Réponse apportée en séance publique le 13/02/2018

Mme Gisèle Jourda. Madame la secrétaire d'État, ma question porte sur les conséquences de la perte de la compétence eau-assainissement pour des communes et des communautés de communes de l'Aude et de son transfert aux intercommunalités.

Application des articles 64 et 66 de la loi NOTRe, ce sujet a fait l'objet d'une proposition de loi de nos collègues Les Républicains, adoptée unanimement par le Sénat le 23 février 2017, voilà presque un an. Renvoyée en commission par nos homologues députés, elle y a connu, disons-le, et de façon positive, une sorte de clonage puisque c'est désormais une proposition de loi de députés La République En Marche, à l'intitulé identique et au contenu quasi similaire, qui a été adoptée par l'Assemblée nationale le 30 janvier dernier.

Examinons, madame la secrétaire d'État, la problématique et les enjeux.

Par la loi NOTRe, la commune perdra obligatoirement, le 1er janvier 2020, la maîtrise de ce bien naturel qu'est l'eau de source qui naît sur son territoire, alimente la population et participe fortement au développement de l'économie locale.

Une telle application de la loi se heurte aux pratiques et coutumes locales. C'est ainsi que la commune de Saint-Just-et-le-Bézu, toute petite commune de l'Aude, perdra cette compétence au profit de la communauté de communes des Pyrénées audoises, tout comme la commune de Gincla, également concernée.

Symétriquement, l'intercommunalité ne dispose pas toujours du personnel qualifié et ne peut se permettre des dépenses nouvelles, dans un contexte de dépenses publiques contraint. Elle risque donc de mettre en fermage ce bien et le coût, plus important, se répercutera sur le budget des collectivités et sur celui des usagers, avec une hausse du prix de l'eau très importante pour certaines petites communes. C'est le cas de la communauté de communes de la Montagne noire, qui se trouverait fragilisée financièrement par l'acquisition de cette compétence et ne pourrait l'exercer dans des conditions cohérentes.
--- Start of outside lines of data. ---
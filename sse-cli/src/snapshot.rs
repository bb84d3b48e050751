//! Result snapshotting: `{metricName -> [value, ...]}` JSON, written under
//! a numeric-suffixed filename so repeated runs never clobber each other.
//!
//! Grounded on `original_source/app.py`'s `run_simulation_and_extract_metrics`
//! (one value per step, per tracked metric) and `get_unique_filename` /
//! `save_results_to_file` (collision-avoidance scheme: append `_{n}` before
//! the extension, starting at 1) — reimplemented without the Flask
//! `results/` directory convention since this is a standalone CLI.

use sse_core::Value;
use sse_history::HistoryStore;
use std::collections::BTreeMap;
use std::path::{Path, PathBuf};

/// For each requested metric, collect its value at every step where the
/// state snapshot held it, in step order. Steps where a metric is absent
/// are skipped rather than padded with `null`.
pub fn collect_metric_series(history: &HistoryStore, metric_names: &[String]) -> BTreeMap<String, Vec<serde_json::Value>> {
    let mut out: BTreeMap<String, Vec<serde_json::Value>> = metric_names.iter().map(|m| (m.clone(), Vec::new())).collect();
    for step in history.steps() {
        for name in metric_names {
            if let Some(value) = step.state.get(name) {
                out.get_mut(name).expect("seeded above").push(value_to_json(&value));
            }
        }
    }
    out
}

/// Convert an engine [`Value`] to `serde_json::Value` for snapshotting.
/// `Handle` has no JSON representation, so it degrades to its type name.
fn value_to_json(value: &Value) -> serde_json::Value {
    match value {
        Value::Int(i) => serde_json::json!(i),
        Value::Float(f) => serde_json::json!(f),
        Value::Bool(b) => serde_json::json!(b),
        Value::Str(s) => serde_json::json!(s),
        Value::Tuple(items) | Value::List(items) => {
            serde_json::Value::Array(items.iter().map(value_to_json).collect())
        }
        Value::Map(m) => {
            let mut obj = serde_json::Map::new();
            for (k, v) in m {
                obj.insert(k.clone(), value_to_json(v));
            }
            serde_json::Value::Object(obj)
        }
        Value::Handle(h) => serde_json::json!(format!("<{}>", h.0.type_name())),
        Value::None => serde_json::Value::Null,
    }
}

/// Pick a filename that doesn't already exist by appending `_{n}` (starting
/// at 1) before the extension until one is free.
pub fn unique_path(base: &Path) -> PathBuf {
    if !base.exists() {
        return base.to_path_buf();
    }
    let stem = base.file_stem().and_then(|s| s.to_str()).unwrap_or("snapshot");
    let ext = base.extension().and_then(|s| s.to_str());
    let parent = base.parent().unwrap_or_else(|| Path::new(""));

    let mut index = 1u32;
    loop {
        let candidate_name = match ext {
            Some(ext) => format!("{stem}_{index}.{ext}"),
            None => format!("{stem}_{index}"),
        };
        let candidate = parent.join(candidate_name);
        if !candidate.exists() {
            return candidate;
        }
        index += 1;
    }
}

/// Build the default snapshot filename: `{config_name}_step{n}.json`.
pub fn default_filename(config_name: &str, step: usize) -> PathBuf {
    PathBuf::from(format!("{config_name}_step{step}.json"))
}

#[cfg(test)]
mod tests {
    use super::*;
    use sse_core::{HistoryStep, State};
    use tempfile::TempDir;

    fn push_step(history: &mut HistoryStore, mood: &str, time: i64) {
        let state = State::new();
        state.set("mood", Value::Str(mood.to_string()));
        state.set("world_time", Value::Int(time));
        history.push(HistoryStep::new(state.snapshot(), vec![format!("world_time = {time}")], "op".to_string()));
    }

    #[test]
    fn collects_one_value_per_step_for_each_metric() {
        let mut history = HistoryStore::new();
        push_step(&mut history, "glad", 1);
        push_step(&mut history, "sad", 2);

        let series = collect_metric_series(&history, &["mood".to_string(), "world_time".to_string()]);
        assert_eq!(series["mood"], vec![serde_json::json!("glad"), serde_json::json!("sad")]);
        assert_eq!(series["world_time"], vec![serde_json::json!(1), serde_json::json!(2)]);
    }

    #[test]
    fn unknown_metric_collects_an_empty_series() {
        let mut history = HistoryStore::new();
        push_step(&mut history, "glad", 1);
        let series = collect_metric_series(&history, &["missing".to_string()]);
        assert!(series["missing"].is_empty());
    }

    #[test]
    fn unique_path_appends_numeric_suffix_on_collision() {
        let dir = TempDir::new().unwrap();
        let base = dir.path().join("run.json");
        std::fs::write(&base, "{}").unwrap();
        let first = unique_path(&base);
        assert_eq!(first, dir.path().join("run_1.json"));
        std::fs::write(&first, "{}").unwrap();
        let second = unique_path(&base);
        assert_eq!(second, dir.path().join("run_2.json"));
    }

    #[test]
    fn unique_path_returns_base_when_free() {
        let dir = TempDir::new().unwrap();
        let base = dir.path().join("run.json");
        assert_eq!(unique_path(&base), base);
    }
}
Madame la secrétaire d'État, mes chers collègues, les deux propositions de loi que je viens de vous citer démontrent bien la volonté des parlementaires à trouver un aménagement. Elles donnent en effet la possibilité aux communes de s'opposer au transfert des compétences eau et assainissement avant le 1er juillet 2019, de sorte que ces compétences puissent demeurer de leur ressort.

Le Gouvernement compte-t-il, madame la secrétaire d'État, inscrire très rapidement ce texte à l'ordre du jour de la Haute Assemblée ou alors va-t-il faire en sorte que les dispositions portées par ces deux propositions de loi successives disparaissent dans les affres de la navette parlementaire ? Les élus, surtout les élus ruraux, attendent un engagement fort de sa part. (Mme Patricia Morhet-Richaud ainsi que MM. Daniel Gremillet et Olivier Cigolotti applaudissent.)

M. le président. La parole est à Mme la secrétaire d'État auprès du ministre de l'économie et des finances.

Mme Delphine Gény-Stephann, secrétaire d'État auprès du ministre de l'économie et des finances. Madame la sénatrice Gisèle Jourda, je vous prie de bien vouloir excuser Mme Jacqueline Gourault, qui n'a pu être présente ce matin.

Vous l'avez dit, la loi NOTRe attribue à titre obligatoire aux communautés de communes et aux communautés d'agglomération les compétences « eau » et « assainissement ».

Le législateur a souhaité accorder aux collectivités et établissements publics concernés un délai raisonnable, leur permettant d'organiser au mieux l'exercice de ces nouvelles compétences. Ainsi, pour les communautés de communes et les communautés d'agglomération, les compétences « eau » et « assainissement » demeurent optionnelles jusqu'au 1er janvier 2020.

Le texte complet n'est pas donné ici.